(Collected data)

__________________________________________________

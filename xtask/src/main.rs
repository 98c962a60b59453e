use anyhow::Result;
use clap::{Parser, Subcommand};
use colored::*;
use std::process::{Command, Stdio};
use std::time::Instant;

#[derive(Parser)]
#[command(name = "x")]
#[command(about = "Development automation for input-shim")]
struct Cli {
    #[command(subcommand)]
    command: Commands,
}

#[derive(Subcommand)]
enum Commands {
    /// Run all CI checks (fmt, clippy, build, test)
    Ci {
        #[arg(long)]
        verbose: bool,
    },
    /// Format code
    Fmt {
        #[arg(long)]
        check: bool,
    },
    /// Run clippy
    Clippy {
        #[arg(long)]
        fix: bool,
    },
    /// Build the project
    Build {
        #[arg(long)]
        release: bool,
    },
    /// Run tests
    Test {
        #[arg(long)]
        doc: bool,
        #[arg(long)]
        ignored: bool,
        /// Run only I2C client tests
        #[arg(long)]
        i2c: bool,
        /// Run only ClearPad transport tests
        #[arg(long)]
        clearpad: bool,
        /// Run only register window tests
        #[arg(long)]
        mmio: bool,
        /// Run only fingerprint detection tests
        #[arg(long)]
        fpdetect: bool,
        /// Run only driver-core tests
        #[arg(long)]
        platform: bool,
    },
    /// Run benchmarks
    Bench,
    /// Run fingerprint detection against the simulated TLMM block
    FpDetect {
        /// Strap level of the simulated pin
        #[arg(default_value = "high")]
        level: String,
        /// Build in release mode
        #[arg(long)]
        release: bool,
    },
    /// Probe the ClearPad driver against a board file
    Probe {
        /// Path to the board file
        config: String,
        /// Register asynchronously
        #[arg(long = "async")]
        asynchronous: bool,
    },
}

/// Library modules with their own test suites
const MODULES: [(&str, &str); MODULE_COUNT] = [
    ("core::i2c", "I2C"),
    ("core::clearpad", "ClearPad"),
    ("core::mmio", "MMIO"),
    ("core::fpdetect", "FP detect"),
    ("core::platform", "Platform"),
];

const MODULE_COUNT: usize = 5;

fn main() -> Result<()> {
    let cli = Cli::parse();

    match cli.command {
        Commands::Ci { verbose } => run_ci(verbose),
        Commands::Fmt { check } => run_fmt(check),
        Commands::Clippy { fix } => run_clippy(fix),
        Commands::Build { release } => run_build(release),
        Commands::Test {
            doc,
            ignored,
            i2c,
            clearpad,
            mmio,
            fpdetect,
            platform,
        } => run_test(doc, ignored, [i2c, clearpad, mmio, fpdetect, platform]),
        Commands::Bench => run_bench(),
        Commands::FpDetect { level, release } => run_fp_detect(&level, release),
        Commands::Probe {
            config,
            asynchronous,
        } => run_probe(&config, asynchronous),
    }
}

fn run_ci(verbose: bool) -> Result<()> {
    println!("{}", "=== Running CI Pipeline ===".bold().blue());

    let start = Instant::now();

    run_task("Format Check", || run_fmt(true), verbose)?;
    run_task("Clippy", || run_clippy(false), verbose)?;
    run_task("Build", || run_build(false), verbose)?;
    run_task(
        "Test",
        || run_test(false, false, [false; MODULE_COUNT]),
        verbose,
    )?;

    let elapsed = start.elapsed();
    println!(
        "\n{} {}",
        "✓ CI passed in".green().bold(),
        format!("{:.2}s", elapsed.as_secs_f64()).bold()
    );

    Ok(())
}

fn run_fmt(check: bool) -> Result<()> {
    let mut cmd = Command::new("cargo");
    cmd.arg("fmt").arg("--all");

    if check {
        cmd.arg("--").arg("--check");
    }

    execute_command(&mut cmd)
}

fn run_clippy(fix: bool) -> Result<()> {
    let mut cmd = Command::new("cargo");
    cmd.arg("clippy").arg("--all-targets").arg("--all-features");

    if fix {
        cmd.arg("--fix");
    } else {
        cmd.arg("--").arg("-D").arg("warnings");
    }

    execute_command(&mut cmd)
}

fn run_build(release: bool) -> Result<()> {
    let mut cmd = Command::new("cargo");
    cmd.arg("build");

    if release {
        cmd.arg("--release");
    }

    execute_command(&mut cmd)
}

fn run_test(doc: bool, ignored: bool, module_flags: [bool; MODULE_COUNT]) -> Result<()> {
    if doc {
        // Run doc tests
        let mut cmd = Command::new("cargo");
        cmd.arg("test").arg("--all-features").arg("--doc");

        if ignored {
            cmd.arg("--").arg("--ignored");
        }

        return execute_command(&mut cmd);
    }

    // Determine which module tests to run
    let module_count = module_flags.iter().filter(|&&f| f).count();

    if module_count == 0 {
        // Run all tests
        let mut cmd = Command::new("cargo");
        cmd.arg("test").arg("--all-features");

        if ignored {
            cmd.arg("--").arg("--ignored");
        }

        return execute_command(&mut cmd);
    }

    // Run each module's tests sequentially
    let modules = module_flags.into_iter().zip(MODULES);

    let mut all_success = true;

    for (enabled, (module_path, module_name)) in modules {
        if !enabled {
            continue;
        }

        println!("{} Running {} tests...", "→".blue(), module_name.bold());

        let mut cmd = Command::new("cargo");
        cmd.arg("test")
            .arg("--all-features")
            .arg("--lib")
            .arg(module_path);

        if ignored {
            cmd.arg("--").arg("--ignored");
        }

        match execute_command(&mut cmd) {
            Ok(_) => {
                println!("{} {} tests passed\n", "✓".green(), module_name);
            }
            Err(e) => {
                println!("{} {} tests failed\n", "✗".red(), module_name);
                all_success = false;
                if module_count == 1 {
                    // If only one module was requested, return the error immediately
                    return Err(e);
                }
            }
        }
    }

    if all_success {
        Ok(())
    } else {
        anyhow::bail!("Some module tests failed")
    }
}

fn run_bench() -> Result<()> {
    let mut cmd = Command::new("cargo");
    cmd.arg("bench");

    execute_command(&mut cmd)
}

fn run_fp_detect(level: &str, release: bool) -> Result<()> {
    println!("{}", "=== Fingerprint Detection ===".bold().blue());

    if level != "high" && level != "low" {
        println!(
            "{} Invalid strap level: {} (expected high or low)",
            "✗".red().bold(),
            level.yellow()
        );
        anyhow::bail!("Invalid strap level");
    }

    println!("{} Strap level: {}", "→".blue(), level.cyan());
    println!(
        "{} Build mode: {}",
        "→".blue(),
        if release {
            "release".green().bold()
        } else {
            "debug".yellow().bold()
        }
    );
    println!();

    let start = Instant::now();

    let mut cmd = Command::new("cargo");
    cmd.arg("run");

    if release {
        cmd.arg("--release");
    }

    cmd.arg("--bin")
        .arg("input-shim")
        .arg("--")
        .arg("fp-detect")
        .arg("--simulate")
        .arg(level)
        .arg("--settle-ms")
        .arg("0");

    let status = cmd
        .stdout(Stdio::inherit())
        .stderr(Stdio::inherit())
        .status()?;

    if !status.success() {
        println!("\n{} Fingerprint detection failed", "✗".red().bold());
        anyhow::bail!("Fingerprint detection failed with exit code: {}", status);
    }

    let elapsed = start.elapsed();
    println!(
        "\n{} Detection completed in {}",
        "✓".green().bold(),
        format!("{:.2}s", elapsed.as_secs_f64()).bold()
    );

    Ok(())
}

fn run_probe(config: &str, asynchronous: bool) -> Result<()> {
    use std::path::Path;

    println!("{}", "=== ClearPad Probe ===".bold().blue());

    if !Path::new(config).exists() {
        println!(
            "{} Board file not found: {}",
            "✗".red().bold(),
            config.yellow()
        );
        anyhow::bail!("Board file not found");
    }

    println!("{} Board file: {}", "✓".green(), config.cyan());

    let mut cmd = Command::new("cargo");
    cmd.arg("run")
        .arg("--bin")
        .arg("input-shim")
        .arg("--")
        .arg("probe")
        .arg("--config")
        .arg(config);

    if asynchronous {
        cmd.arg("--async");
    }

    execute_command(&mut cmd)
}

fn run_task<F>(name: &str, task: F, verbose: bool) -> Result<()>
where
    F: FnOnce() -> Result<()>,
{
    print!("{} {} ... ", "→".blue(), name);

    let start = Instant::now();

    match task() {
        Ok(_) => {
            let elapsed = start.elapsed();
            println!(
                "{} {}",
                "✓".green().bold(),
                if verbose {
                    format!("({:.2}s)", elapsed.as_secs_f64())
                } else {
                    String::new()
                }
            );
            Ok(())
        }
        Err(e) => {
            println!("{}", "✗".red().bold());
            Err(e)
        }
    }
}

fn execute_command(cmd: &mut Command) -> Result<()> {
    let status = cmd
        .stdout(Stdio::inherit())
        .stderr(Stdio::inherit())
        .status()?;

    if !status.success() {
        anyhow::bail!("Command failed with exit code: {}", status);
    }

    Ok(())
}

__________________________________________________

▶ _ASSIGNMENT_: Only the lines that hold the word "mmio" are wanted; each should be pulled from the records.

▶ _WRITTEN RESPONSE_:
        mmio: bool,
    ("core::mmio", "MMIO"),
            mmio,
        } => run_test(doc, ignored, [i2c, clearpad, mmio, fpdetect, platform]),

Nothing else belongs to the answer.